GSK seeks approval for world's first malaria vaccine
GlaxoSmithKline said on Thursday it is applying for regulatory approval for the world's first vaccine against malaria, designed for children in Africa.
The British drugmaker said the shot, called RTS,S, is intended exclusively for use outside the European Union but will be evaluated by the European Medicines Agency (EMA) in collaboration with the World Health Organisation (WHO).
Malaria, a mosquito-borne parasitic disease, kills more than 600,000 people a year, mainly babies in the poorest parts of sub-Saharan Africa.
Experts have long hoped that scientists would be able to develop an effective vaccine against the disease, and scientists at GSK have been working on this one for 30 years.
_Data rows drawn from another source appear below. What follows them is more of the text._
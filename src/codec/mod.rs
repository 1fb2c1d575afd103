//! Compression codecs for chunk payloads.
//!
//! Every on-disk record is tagged with a [`CompressionKind`], so readers never
//! guess: the tag picks the codec, the stored uncompressed length bounds the
//! output, and a CRC32 over the compressed bytes (computed by the region
//! layer) catches torn or bit-flipped records before they are decompressed.

use std::io::{Read, Write};

use flate2::read::{GzDecoder, ZlibDecoder};
use flate2::write::{GzEncoder, ZlibEncoder};
use flate2::Compression;
use rustc_hash::FxHashMap;
use serde::{Deserialize, Serialize};

/// Compression applied to a stored chunk payload.
#[derive(Debug, Clone, Copy, PartialEq, Eq, Hash, Serialize, Deserialize)]
pub enum CompressionKind {
    None,
    Zlib,
    Gzip,
    Lz4,
    Zstd,
}

impl CompressionKind {
    /// Wire tag used in region slot descriptors.
    pub fn as_tag(&self) -> u8 {
        match self {
            CompressionKind::None => 0,
            CompressionKind::Zlib => 1,
            CompressionKind::Gzip => 2,
            CompressionKind::Lz4 => 3,
            CompressionKind::Zstd => 4,
        }
    }

    pub fn from_tag(tag: u8) -> Result<Self, CodecError> {
        match tag {
            0 => Ok(CompressionKind::None),
            1 => Ok(CompressionKind::Zlib),
            2 => Ok(CompressionKind::Gzip),
            3 => Ok(CompressionKind::Lz4),
            4 => Ok(CompressionKind::Zstd),
            other => Err(CodecError::UnknownKind { tag: other }),
        }
    }

    pub fn name(&self) -> &'static str {
        match self {
            CompressionKind::None => "none",
            CompressionKind::Zlib => "zlib",
            CompressionKind::Gzip => "gzip",
            CompressionKind::Lz4 => "lz4",
            CompressionKind::Zstd => "zstd",
        }
    }
}

#[derive(Debug, thiserror::Error)]
pub enum CodecError {
    #[error("codec I/O failure: {0}")]
    Io(#[from] std::io::Error),
    #[error("corrupt compressed stream: {detail}")]
    Corrupt { detail: String },
    #[error("unknown compression tag {tag}")]
    UnknownKind { tag: u8 },
    #[error("decompressed size mismatch: expected {expected} bytes, got {actual}")]
    SizeMismatch { expected: usize, actual: usize },
}

/// A single compression scheme. Implementations must be stateless so one
/// instance can serve concurrent readers and writers.
pub trait ChunkCodec: Send + Sync {
    fn kind(&self) -> CompressionKind;

    fn compress(&self, raw: &[u8]) -> Result<Vec<u8>, CodecError>;

    /// Decompress `bytes`, which must expand to exactly `expected_len` bytes.
    /// Streams that produce more or fewer bytes are rejected, which bounds
    /// memory even for hostile input.
    fn decompress(&self, bytes: &[u8], expected_len: usize) -> Result<Vec<u8>, CodecError>;
}

fn check_len(out: Vec<u8>, expected_len: usize) -> Result<Vec<u8>, CodecError> {
    if out.len() != expected_len {
        return Err(CodecError::SizeMismatch {
            expected: expected_len,
            actual: out.len(),
        });
    }
    Ok(out)
}

/// Identity codec for payloads that do not compress well.
pub struct NoneCodec;

impl ChunkCodec for NoneCodec {
    fn kind(&self) -> CompressionKind {
        CompressionKind::None
    }

    fn compress(&self, raw: &[u8]) -> Result<Vec<u8>, CodecError> {
        Ok(raw.to_vec())
    }

    fn decompress(&self, bytes: &[u8], expected_len: usize) -> Result<Vec<u8>, CodecError> {
        check_len(bytes.to_vec(), expected_len)
    }
}

pub struct ZlibCodec {
    level: Compression,
}

impl ZlibCodec {
    pub fn new(level: u32) -> Self {
        Self {
            level: Compression::new(level),
        }
    }
}

impl Default for ZlibCodec {
    fn default() -> Self {
        Self {
            level: Compression::default(),
        }
    }
}

impl ChunkCodec for ZlibCodec {
    fn kind(&self) -> CompressionKind {
        CompressionKind::Zlib
    }

    fn compress(&self, raw: &[u8]) -> Result<Vec<u8>, CodecError> {
        let mut encoder = ZlibEncoder::new(Vec::new(), self.level);
        encoder.write_all(raw)?;
        Ok(encoder.finish()?)
    }

    fn decompress(&self, bytes: &[u8], expected_len: usize) -> Result<Vec<u8>, CodecError> {
        let mut out = Vec::with_capacity(expected_len);
        let mut decoder = ZlibDecoder::new(bytes).take(expected_len as u64 + 1);
        decoder.read_to_end(&mut out)?;
        check_len(out, expected_len)
    }
}

pub struct GzipCodec {
    level: Compression,
}

impl GzipCodec {
    pub fn new(level: u32) -> Self {
        Self {
            level: Compression::new(level),
        }
    }
}

impl Default for GzipCodec {
    fn default() -> Self {
        Self {
            level: Compression::default(),
        }
    }
}

impl ChunkCodec for GzipCodec {
    fn kind(&self) -> CompressionKind {
        CompressionKind::Gzip
    }

    fn compress(&self, raw: &[u8]) -> Result<Vec<u8>, CodecError> {
        let mut encoder = GzEncoder::new(Vec::new(), self.level);
        encoder.write_all(raw)?;
        Ok(encoder.finish()?)
    }

    fn decompress(&self, bytes: &[u8], expected_len: usize) -> Result<Vec<u8>, CodecError> {
        let mut out = Vec::with_capacity(expected_len);
        let mut decoder = GzDecoder::new(bytes).take(expected_len as u64 + 1);
        decoder.read_to_end(&mut out)?;
        check_len(out, expected_len)
    }
}

pub struct Lz4Codec;

impl ChunkCodec for Lz4Codec {
    fn kind(&self) -> CompressionKind {
        CompressionKind::Lz4
    }

    fn compress(&self, raw: &[u8]) -> Result<Vec<u8>, CodecError> {
        Ok(lz4_flex::compress_prepend_size(raw))
    }

    fn decompress(&self, bytes: &[u8], expected_len: usize) -> Result<Vec<u8>, CodecError> {
        let out = lz4_flex::decompress_size_prepended(bytes).map_err(|e| CodecError::Corrupt {
            detail: e.to_string(),
        })?;
        check_len(out, expected_len)
    }
}

pub struct ZstdCodec {
    level: i32,
}

impl ZstdCodec {
    pub fn new(level: i32) -> Self {
        Self { level }
    }
}

impl Default for ZstdCodec {
    fn default() -> Self {
        Self { level: 3 }
    }
}

impl ChunkCodec for ZstdCodec {
    fn kind(&self) -> CompressionKind {
        CompressionKind::Zstd
    }

    fn compress(&self, raw: &[u8]) -> Result<Vec<u8>, CodecError> {
        Ok(zstd::bulk::compress(raw, self.level)?)
    }

    fn decompress(&self, bytes: &[u8], expected_len: usize) -> Result<Vec<u8>, CodecError> {
        let out = zstd::bulk::decompress(bytes, expected_len)?;
        check_len(out, expected_len)
    }
}

/// Registry of codecs keyed by wire tag. Readers must be able to open records
/// written with any kind, so the default set registers every codec regardless
/// of which one new writes use.
pub struct CodecSet {
    codecs: FxHashMap<u8, Box<dyn ChunkCodec>>,
}

impl CodecSet {
    pub fn with_defaults() -> Self {
        let mut set = Self {
            codecs: FxHashMap::default(),
        };
        set.register(Box::new(NoneCodec));
        set.register(Box::new(ZlibCodec::default()));
        set.register(Box::new(GzipCodec::default()));
        set.register(Box::new(Lz4Codec));
        set.register(Box::new(ZstdCodec::default()));
        set
    }

    pub fn register(&mut self, codec: Box<dyn ChunkCodec>) {
        self.codecs.insert(codec.kind().as_tag(), codec);
    }

    pub fn get(&self, kind: CompressionKind) -> Result<&dyn ChunkCodec, CodecError> {
        self.codecs
            .get(&kind.as_tag())
            .map(|c| c.as_ref())
            .ok_or(CodecError::UnknownKind {
                tag: kind.as_tag(),
            })
    }

    pub fn compress(&self, kind: CompressionKind, raw: &[u8]) -> Result<Vec<u8>, CodecError> {
        self.get(kind)?.compress(raw)
    }

    pub fn decompress(
        &self,
        kind: CompressionKind,
        bytes: &[u8],
        expected_len: usize,
    ) -> Result<Vec<u8>, CodecError> {
        self.get(kind)?.decompress(bytes, expected_len)
    }
}

impl Default for CodecSet {
    fn default() -> Self {
        Self::with_defaults()
    }
}

/// CRC32 over a compressed payload, the integrity check stored in every slot
/// descriptor.
pub fn checksum_of(bytes: &[u8]) -> u32 {
    let mut hasher = crc32fast::Hasher::new();
    hasher.update(bytes);
    hasher.finalize()
}

#[cfg(test)]
mod tests {
    use super::*;

    fn sample_payload() -> Vec<u8> {
        // Repetitive enough to compress, long enough to cross block sizes.
        let mut data = Vec::with_capacity(20_000);
        for i in 0..20_000u32 {
            data.push((i % 251) as u8);
        }
        data
    }

    #[test]
    fn test_round_trip_every_kind() {
        let set = CodecSet::with_defaults();
        let raw = sample_payload();
        for kind in [
            CompressionKind::None,
            CompressionKind::Zlib,
            CompressionKind::Gzip,
            CompressionKind::Lz4,
            CompressionKind::Zstd,
        ] {
            let packed = set
                .compress(kind, &raw)
                .unwrap_or_else(|e| panic!("{} compress failed: {e}", kind.name()));
            let unpacked = set
                .decompress(kind, &packed, raw.len())
                .unwrap_or_else(|e| panic!("{} decompress failed: {e}", kind.name()));
            assert_eq!(unpacked, raw, "{} round trip changed data", kind.name());
        }
    }

    #[test]
    fn test_tag_round_trip() {
        for kind in [
            CompressionKind::None,
            CompressionKind::Zlib,
            CompressionKind::Gzip,
            CompressionKind::Lz4,
            CompressionKind::Zstd,
        ] {
            let tag = kind.as_tag();
            assert_eq!(
                CompressionKind::from_tag(tag).expect("Known tag should parse"),
                kind
            );
        }
    }

    #[test]
    fn test_unknown_tag_rejected() {
        match CompressionKind::from_tag(200) {
            Err(CodecError::UnknownKind { tag: 200 }) => {}
            other => panic!("Expected UnknownKind, got {other:?}"),
        }
    }

    #[test]
    fn test_wrong_expected_len_rejected() {
        let set = CodecSet::with_defaults();
        let raw = sample_payload();
        let packed = set
            .compress(CompressionKind::Zstd, &raw)
            .expect("Compress should succeed");
        let result = set.decompress(CompressionKind::Zstd, &packed, raw.len() - 1);
        assert!(result.is_err(), "Short expected length must be rejected");
    }

    #[test]
    fn test_corrupt_stream_rejected() {
        let set = CodecSet::with_defaults();
        let raw = sample_payload();
        let mut packed = set
            .compress(CompressionKind::Zlib, &raw)
            .expect("Compress should succeed");
        // Damage the stream body, not just the trailing checksum.
        let mid = packed.len() / 2;
        packed[mid] ^= 0xFF;
        packed[mid + 1] ^= 0xFF;
        let result = set.decompress(CompressionKind::Zlib, &packed, raw.len());
        assert!(result.is_err(), "Corrupt stream must be rejected");
    }

    #[test]
    fn test_checksum_detects_flip() {
        let raw = sample_payload();
        let before = checksum_of(&raw);
        let mut flipped = raw.clone();
        flipped[7] ^= 0x01;
        assert_ne!(before, checksum_of(&flipped));
    }
}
Yet hopes that RTS,S would be the final answer to wiping out malaria were dampened when results from a final-stage trial in babies aged six to 12 weeks showed the shot provided only modest protection, reducing episodes of the disease by 30 percent compared to immunization with a control vaccine.
GSK said data from that and other final-stage Phase III trials - conducted at 13 African research centers across Burkina Faso, Gabon, Ghana, Kenya, Malawi, Mozambique, Nigeria, and Tanzania - have also been included to support the application.
"An effective vaccine for use alongside other measures such as bed nets and anti-malarial medicines would represent an advance in malaria control," the company said in a statement.
The WHO has previously indicated it may recommend use of RTS,S from as early as 2015 if EMA drugs regulators back its license application.
GSK has been developing RTS,S with the non-profit PATH Malaria Vaccine Initiative (MVI), with grant funding from the Bill & Melinda Gates Foundation to MVI.
The vaccine also contains an adjuvant, or booster, made by U.S. biotech company Agenus <AGEN.O>, which received an undisclosed milestone payment for the regulatory submission. Shares in Agenus rose 7 percent in premarket Nasdaq trade.
If approved, the vaccine is unlikely to be anything other than neutral for GSK's bottom line. The firm has promised it will be priced at cost of manufacture plus a 5 percent margin, and the margin would be reinvested in research on malaria and other neglected tropical diseases.
"This is a key moment in GSK’s 30-year journey to develop RTS,S and brings us a step closer to making available the world's first vaccine that can help protect children in Africa from malaria," Sophie Biernaux, head of GSK's malaria vaccine franchise said in the statement.